Chron: Houston museum transforms into playable basketball court—with one twist

Brittanie Shey, Chron, March 16, 2023

CAMH's immersive exhibit, timed to coincide with the NCAA Final Four, pays tribute to 'Clutch City' and Houston's sports heritage.


In an immersive exhibit three decades in the making, the main gallery of Contemporary Arts Museum Houston (CAMH) will soon be converted into a full-size basketball court thanks to Houston-based artist Trenton Doyle Hancock. The exhibit, called CAMH Court, is a partnership with the artist, the museum, and sportswear company Adidas. CAMH executive director Hesse McGraw says it's the first-ever playable basketball court to be installed in an art museum.


The installation, which runs from March 18 to April 27, is timed to coincide with the NCAA Men's Final Four basketball championship, taking place in Houston March 31 through April 3. McGraw says the concept for the exhibit has been a part of CAMH "lore" for many years.

"It just so happens that the space is very close to an NBA regulation court," McGraw says. "CAMH staff actually conceived of the idea in the '90s, and there are many CAMH staff who dreamed of seeing the gallery transformed into a basketball court."


Though the dimensions of the gallery are similar to a professional court, there is one main difference. The CAMH gallery is actually a parallelogram, meaning the normally rectangular court has to be canted in order to fit the space. This slightly wonky playing space, plus Hancock's art, will give the court a surrealist quality.



Most of Hancock's drawings, paintings, and other works focus on an elaborate mythical universe of creatures he calls Mounds and Vegans, who are pitted against each other in the eternal battle for good and evil. Other characters in this universe, called Bringbacks, have black and white striped fur, not unlike the traditional uniform worn by sports officiants. Much of his work is inspired by cartoons, graphic novels and comics.

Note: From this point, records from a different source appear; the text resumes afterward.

//! PostgreSQL implementation of the interview/feedback store.

use async_trait::async_trait;
use sqlx::PgPool;
use uuid::Uuid;

use crate::models::feedback::{Feedback, FeedbackRow};
use crate::models::interview::{InterviewRow, NewInterview};
use crate::store::{InterviewStore, StoreError};

pub struct PgStore {
    pool: PgPool,
}

impl PgStore {
    pub fn new(pool: PgPool) -> Self {
        Self { pool }
    }
}

#[async_trait]
impl InterviewStore for PgStore {
    async fn create_interview(&self, new: NewInterview) -> Result<InterviewRow, StoreError> {
        let row = sqlx::query_as::<_, InterviewRow>(
            "INSERT INTO interviews (user_id, role, level, techstack, questions, finalized)
             VALUES ($1, $2, $3, $4, $5, $6)
             RETURNING *",
        )
        .bind(new.user_id)
        .bind(&new.role)
        .bind(&new.level)
        .bind(&new.techstack)
        .bind(&new.questions)
        .bind(new.finalized)
        .fetch_one(&self.pool)
        .await?;

        Ok(row)
    }

    async fn finalize_interview(&self, id: Uuid) -> Result<(), StoreError> {
        sqlx::query("UPDATE interviews SET finalized = TRUE WHERE id = $1")
            .bind(id)
            .execute(&self.pool)
            .await?;

        Ok(())
    }

    async fn list_interviews(&self, user_id: Uuid) -> Result<Vec<InterviewRow>, StoreError> {
        let rows = sqlx::query_as::<_, InterviewRow>(
            "SELECT * FROM interviews WHERE user_id = $1 ORDER BY created_at DESC",
        )
        .bind(user_id)
        .fetch_all(&self.pool)
        .await?;

        Ok(rows)
    }

    async fn list_other_finalized(
        &self,
        excluding_user_id: Uuid,
        limit: i64,
    ) -> Result<Vec<InterviewRow>, StoreError> {
        let rows = sqlx::query_as::<_, InterviewRow>(
            "SELECT * FROM interviews
             WHERE finalized = TRUE AND user_id <> $1
             ORDER BY created_at DESC
             LIMIT $2",
        )
        .bind(excluding_user_id)
        .bind(limit)
        .fetch_all(&self.pool)
        .await?;

        Ok(rows)
    }

    async fn get_interview(&self, id: Uuid) -> Result<Option<InterviewRow>, StoreError> {
        let row = sqlx::query_as::<_, InterviewRow>("SELECT * FROM interviews WHERE id = $1")
            .bind(id)
            .fetch_optional(&self.pool)
            .await?;

        Ok(row)
    }

    async fn save_feedback(
        &self,
        interview_id: Uuid,
        user_id: Uuid,
        feedback: Feedback,
    ) -> Result<Uuid, StoreError> {
        let (id,): (Uuid,) = sqlx::query_as(
            "INSERT INTO feedback
                 (interview_id, user_id, total_score, category_scores,
                  strengths, areas_for_improvement, final_assessment, created_at)
             VALUES ($1, $2, $3, $4, $5, $6, $7, $8)
             RETURNING id",
        )
        .bind(interview_id)
        .bind(user_id)
        .bind(feedback.total_score as i16)
        .bind(sqlx::types::Json(&feedback.category_scores))
        .bind(&feedback.strengths)
        .bind(&feedback.areas_for_improvement)
        .bind(&feedback.final_assessment)
        .bind(feedback.created_at)
        .fetch_one(&self.pool)
        .await?;

        Ok(id)
    }

    async fn get_feedback(
        &self,
        interview_id: Uuid,
        user_id: Uuid,
    ) -> Result<Option<FeedbackRow>, StoreError> {
        // No uniqueness constraint on (interview_id, user_id): reads take
        // the first matching record.
        let row = sqlx::query_as::<_, FeedbackRow>(
            "SELECT * FROM feedback WHERE interview_id = $1 AND user_id = $2 LIMIT 1",
        )
        .bind(interview_id)
        .bind(user_id)
        .fetch_optional(&self.pool)
        .await?;

        Ok(row)
    }

    async fn list_feedback(&self, user_id: Uuid) -> Result<Vec<FeedbackRow>, StoreError> {
        let rows = sqlx::query_as::<_, FeedbackRow>(
            "SELECT * FROM feedback WHERE user_id = $1 ORDER BY created_at DESC",
        )
        .bind(user_id)
        .fetch_all(&self.pool)
        .await?;

        Ok(rows)
    }
}
use chrono::{DateTime, Utc};
use serde::{Deserialize, Serialize};
use sqlx::FromRow;
use uuid::Uuid;

/// One scored evaluation category.
#[derive(Debug, Clone, PartialEq, Serialize, Deserialize)]
pub struct CategoryScore {
    pub name: String,
    /// 0–100 inclusive, enforced by feedback validation before persistence.
    pub score: u8,
    pub comment: String,
}

/// A validated feedback object as returned by the generator, before
/// persistence. The caller is responsible for writing it to the store.
#[derive(Debug, Clone, Serialize, Deserialize)]
#[serde(rename_all = "camelCase")]
pub struct Feedback {
    pub total_score: u8,
    pub category_scores: Vec<CategoryScore>,
    pub strengths: Vec<String>,
    pub areas_for_improvement: Vec<String>,
    pub final_assessment: String,
    pub created_at: DateTime<Utc>,
}

/// A persisted feedback record.
#[derive(Debug, Clone, Serialize, Deserialize, FromRow)]
#[serde(rename_all = "camelCase")]
pub struct FeedbackRow {
    pub id: Uuid,
    pub interview_id: Uuid,
    pub user_id: Uuid,
    pub total_score: i16,
    #[sqlx(json)]
    pub category_scores: Vec<CategoryScore>,
    pub strengths: Vec<String>,
    pub areas_for_improvement: Vec<String>,
    pub final_assessment: String,
    pub created_at: DateTime<Utc>,
}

 Trenton Doyle Hancock, Trenton Doyle Hancock Presents The Moundverse, Chapter 1: What is a Mound? Page 20 & 21, 2018. Ink on paper. 24 x 36 in


For this exhibit, Hancock has designed special backboards, basketballs, rules unique to the CAMH's court and dimensions, and other elements. There will also be a smaller kid-sized court with elements designed by Hancock. CAMH was even able to connect with the company crafting the actual courts for the Final Four tournament to aid in the exhibit's installation. "Once you step onto the court it becomes a very immersive space," McGraw says.


This won't be the first time CAMH has teamed up with the artist, who was born in Oklahoma and raised in Paris, Texas, before moving to Houston. In 2001, the museum hosted Hancock's first solo exhibition, called The Life and Death of #1. He had pieces in a group show there in 2003 called Splat Boom Pow! that focused on the influence of comics in contemporary art, and in 2014 he returned to the museum for a solo retrospective called Skin and Bones, 20 Years of Drawing.


"Hancock's shows have continually been some of the most celebrated in the institution's almost 75-year history," according to a CAMH press release.


The exhibit also pays subtle homage to Houston's legacy as a basketball town. The University of Houston men's basketball team is the odds-on favorite to win this year's tournament, but it was the university's team forty years ago, featuring student-athletes Clyde Drexler and Hakeem Olajuwon, that earned the team the nickname Phi Slama Jama, thanks to the explosive style and gravity-defying dunks. A decade later, Olajuwon and Drexler would lead the Rockets to two consecutive NBA titles, earning Houston the enduring nickname of "Clutch City".


Even before then, the city's Fonde Recreation Center, located just north of Buffalo Bayou on Washington Avenue and Sabine, became known for pick-up games where everyone from then-UH standouts Elvin Hayes and Don Chaney (who both later went pro) to Moses Malone, Calvin Murphy, Olajuwon and Drexler would drop in for games through the years. Like Fonde's court, CAMH will be open and playable on a drop-in basis during the museum's regular hours.


"I'm excited to see the social and cultural space the court will become," says McGraw, who adds that he's thankful the museum's 30-year dream will finally become a reality, and thanks Adidas for helping make that possible. "This has been a unique collaboration not just with Trenton but also Adidas. It's a pretty unique expression of the artistry behind basketball."